Abstract

Effects of pretreatment procedures, using H 2 , CO, and syngas (H2/CO = 0.7) as reductants, on the performance (activity, selectivity, and stability with time) of a precipitated iron catalyst (100 Fe/5 Cu/4.2 K/16 SiO 2 on a mass basis) during Fischer-Tropsch (FT) synthesis were studied in a stirred tank slurry reactor. The syngas conversion varied between 70 and 87% during the first 300 h on stream at baseline process conditions (260 °C, 1.48 MPa, 1.5 L(STP)/g-cat/h, H2/ CO = 0.67), and the catalyst deactivation rate was less than 1% per day in all three tests. The catalyst selectivity did not vary markedly with time on stream.
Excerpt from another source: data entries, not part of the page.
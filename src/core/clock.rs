use std::time::{Duration, Instant};

/// Source of time for the countdown loop.
///
/// The run loop only ever reads the time and sleeps, so tests can swap in a
/// simulated clock and run an hour-long countdown instantly.
pub trait Clock {
    fn now(&self) -> Instant;

    /// Blocks for `period`. Not interruptible.
    fn sleep(&self, period: Duration);
}

/// Wall clock backed by `Instant::now()` and `thread::sleep`.
#[derive(Debug, Default, Clone, Copy)]
pub struct SystemClock;

impl Clock for SystemClock {
    fn now(&self) -> Instant {
        Instant::now()
    }

    fn sleep(&self, period: Duration) {
        std::thread::sleep(period);
    }
}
The reactor space-time-yield increased by 32-47% in all three tests, upon increasing the reaction pressure and gas space velocity to 2.17 MPa and 2.2 L(STP)/g-cat/h, respectively. The catalyst deactivation rate increased and the water-gas-shift (WGS) activity decreased during testing at the higher reaction pressure. This resulted in a slight decrease of secondary olefin hydrogenation and isomerization reactions in all three tests, and in a shift of hydrocarbon distribution toward higher molecular weight products (CO pretreated catalyst). Total olefin content decreased in the following order with the pretreatment conditions: CO > syngas > H 2 , whereas the olefin isomerization activity was essentially independent of the pretreatment conditions employed. Methane selectivity varied with the pretreatment conditions in the following order: CO < H 2 < syngas.